ASSIGNED TASK: Report all lines from the entries below in which "touching" appears.

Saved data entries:
┄┄┄┄┄┄
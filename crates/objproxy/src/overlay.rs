// SPDX-FileCopyrightText: 2025 Caspar Water Company
//
// SPDX-License-Identifier: Apache-2.0

//! Dirty overlay: local, unsynced edits on top of the base content
//!
//! The overlay holds a logical size and a set of disjoint byte ranges keyed
//! by their starting offset. Together with the base content it determines
//! every byte of the object:
//!
//! - a byte covered by a dirty range comes from that range
//! - otherwise a byte below the visible base extent comes from the base
//! - otherwise (inside the logical size) the byte is zero
//!
//! The visible base extent starts at the remote length and only shrinks, by
//! truncation. Shrinking and then re-extending therefore reads zeros over
//! what used to be base content, as `ftruncate` would.

use std::collections::BTreeMap;
use std::ops::Range;

use crate::error::{Error, Result};

#[derive(Debug, Clone, Default)]
pub struct DirtyOverlay {
    /// Logical size of the object; never below the end of any range
    size: u64,
    /// Length of the base content this overlay was reset against
    remote_len: u64,
    /// Prefix of the base content still visible through truncation
    base_extent: u64,
    /// Disjoint, non-touching ranges: start offset -> replacement bytes
    ranges: BTreeMap<u64, Vec<u8>>,
}

impl DirtyOverlay {
    /// Overlay for an object that does not exist remotely.
    #[must_use]
    pub fn new() -> Self {
        Self::default()
    }

    /// Overlay with no edits on top of base content of `remote_len` bytes.
    #[must_use]
    pub fn clean(remote_len: u64) -> Self {
        Self {
            size: remote_len,
            remote_len,
            base_extent: remote_len,
            ranges: BTreeMap::new(),
        }
    }

    /// Drop all edits and start over against base content of `remote_len` bytes.
    pub fn reset(&mut self, remote_len: u64) {
        *self = Self::clean(remote_len);
    }

    #[must_use]
    pub fn size(&self) -> u64 {
        self.size
    }

    #[must_use]
    pub fn base_extent(&self) -> u64 {
        self.base_extent
    }

    /// True when the logical content differs from the base content.
    #[must_use]
    pub fn is_dirty(&self) -> bool {
        !self.ranges.is_empty() || self.size != self.remote_len || self.base_extent != self.remote_len
    }

    /// Number of dirty ranges currently held.
    #[must_use]
    pub fn range_count(&self) -> usize {
        self.ranges.len()
    }

    /// Total bytes held in dirty ranges.
    #[must_use]
    pub fn dirty_bytes(&self) -> u64 {
        self.ranges.values().map(|b| b.len() as u64).sum()
    }

    /// Record `data` at `offset`, growing the logical size as needed.
    ///
    /// Overlapping or adjacent ranges are coalesced into one; the new bytes
    /// win in the overlap. Callers bound `offset + data.len()`.
    pub fn write(&mut self, offset: u64, data: &[u8]) {
        if data.is_empty() {
            return;
        }
        let end = offset + data.len() as u64;

        // Ranges are disjoint and sorted, so walking backwards from the last
        // range starting at or before `end`, the touching ones are contiguous.
        let touching: Vec<u64> = self
            .ranges
            .range(..=end)
            .rev()
            .take_while(|(start, bytes)| **start + bytes.len() as u64 >= offset)
            .map(|(start, _)| *start)
            .collect();

        let mut merged_start = offset;
        let mut merged_end = end;
        for start in &touching {
            let len = self.ranges[start].len() as u64;
            merged_start = merged_start.min(*start);
            merged_end = merged_end.max(start + len);
        }

        let mut merged = vec![0u8; (merged_end - merged_start) as usize];
        for start in touching.iter().rev() {
            if let Some(old) = self.ranges.remove(start) {
                let at = (start - merged_start) as usize;
                merged[at..at + old.len()].copy_from_slice(&old);
            }
        }
        let at = (offset - merged_start) as usize;
        merged[at..at + data.len()].copy_from_slice(data);

        _ = self.ranges.insert(merged_start, merged);
        self.size = self.size.max(end);
    }

    /// Set the logical size to `n`.
    ///
    /// Shrinking discards dirty bytes and hides base bytes at or beyond `n`.
    /// Growing materializes nothing; the gap reads as zero.
    pub fn truncate(&mut self, n: u64) {
        if n < self.size {
            let beyond: Vec<u64> = self.ranges.range(n..).map(|(start, _)| *start).collect();
            for start in beyond {
                _ = self.ranges.remove(&start);
            }
            if let Some((start, bytes)) = self.ranges.range_mut(..n).next_back() {
                let keep = (n - *start) as usize;
                bytes.truncate(keep);
            }
        }
        self.base_extent = self.base_extent.min(n);
        self.size = n;
    }

    /// Clip `[offset, offset + len)` to the logical size.
    fn clip(&self, offset: u64, len: u64) -> Range<u64> {
        let start = offset.min(self.size);
        let end = offset.saturating_add(len).min(self.size);
        start..end
    }

    /// Whether answering `[offset, offset + len)` needs any base byte.
    ///
    /// True only if part of the range lies below the visible base extent
    /// and is not covered by a dirty range.
    #[must_use]
    pub fn needs_base(&self, offset: u64, len: u64) -> bool {
        let range = self.clip(offset, len);
        let mut cursor = range.start;
        let limit = range.end.min(self.base_extent);
        if cursor >= limit {
            return false;
        }

        // The range starting at or before `cursor` may already cover it.
        if let Some((start, bytes)) = self.ranges.range(..=cursor).next_back() {
            cursor = cursor.max(start + bytes.len() as u64);
        }
        if cursor >= limit {
            return false;
        }
        for (start, bytes) in self.ranges.range(cursor..limit) {
            if *start > cursor {
                return true;
            }
            cursor = start + bytes.len() as u64;
        }
        cursor < limit
    }

    /// Compose bytes at `offset` into `buf`, returning how many were filled.
    ///
    /// `base` is the base content; it may be empty when
    /// [`needs_base`](Self::needs_base) reported that no base byte is
    /// required. Returns 0 at or past the logical size.
    pub fn read(&self, offset: u64, buf: &mut [u8], base: &[u8]) -> usize {
        let range = self.clip(offset, buf.len() as u64);
        let n = (range.end - range.start) as usize;
        let out = &mut buf[..n];
        out.fill(0);
        if n == 0 {
            return 0;
        }

        let base_end = range.end.min(self.base_extent).min(base.len() as u64);
        if range.start < base_end {
            let src = &base[range.start as usize..base_end as usize];
            out[..src.len()].copy_from_slice(src);
        }

        let first = self
            .ranges
            .range(..=range.start)
            .next_back()
            .map_or(range.start, |(start, _)| *start);
        for (start, bytes) in self.ranges.range(first..range.end) {
            let lo = (*start).max(range.start);
            let hi = (start + bytes.len() as u64).min(range.end);
            if lo >= hi {
                continue;
            }
            let src = &bytes[(lo - start) as usize..(hi - start) as usize];
            let at = (lo - range.start) as usize;
            out[at..at + src.len()].copy_from_slice(src);
        }
        n
    }

    /// Produce the full logical content.
    ///
    /// Fails with [`Error::Allocation`] when the content does not fit in
    /// memory, leaving the overlay untouched.
    pub fn materialize(&self, base: &[u8]) -> Result<Vec<u8>> {
        let len = usize::try_from(self.size).map_err(|_| Error::Allocation(self.size))?;
        let mut content = Vec::new();
        content
            .try_reserve_exact(len)
            .map_err(|_| Error::Allocation(self.size))?;
        content.resize(len, 0);
        let filled = self.read(0, &mut content, base);
        debug_assert_eq!(filled as u64, self.size);
        Ok(content)
    }
}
┄┄┄┄┄┄
COMPLETED TASK:
    /// Disjoint, non-touching ranges: start offset -> replacement bytes
        // range starting at or before `end`, the touching ones are contiguous.
        let touching: Vec<u64> = self
        for start in &touching {
        for start in touching.iter().rev() {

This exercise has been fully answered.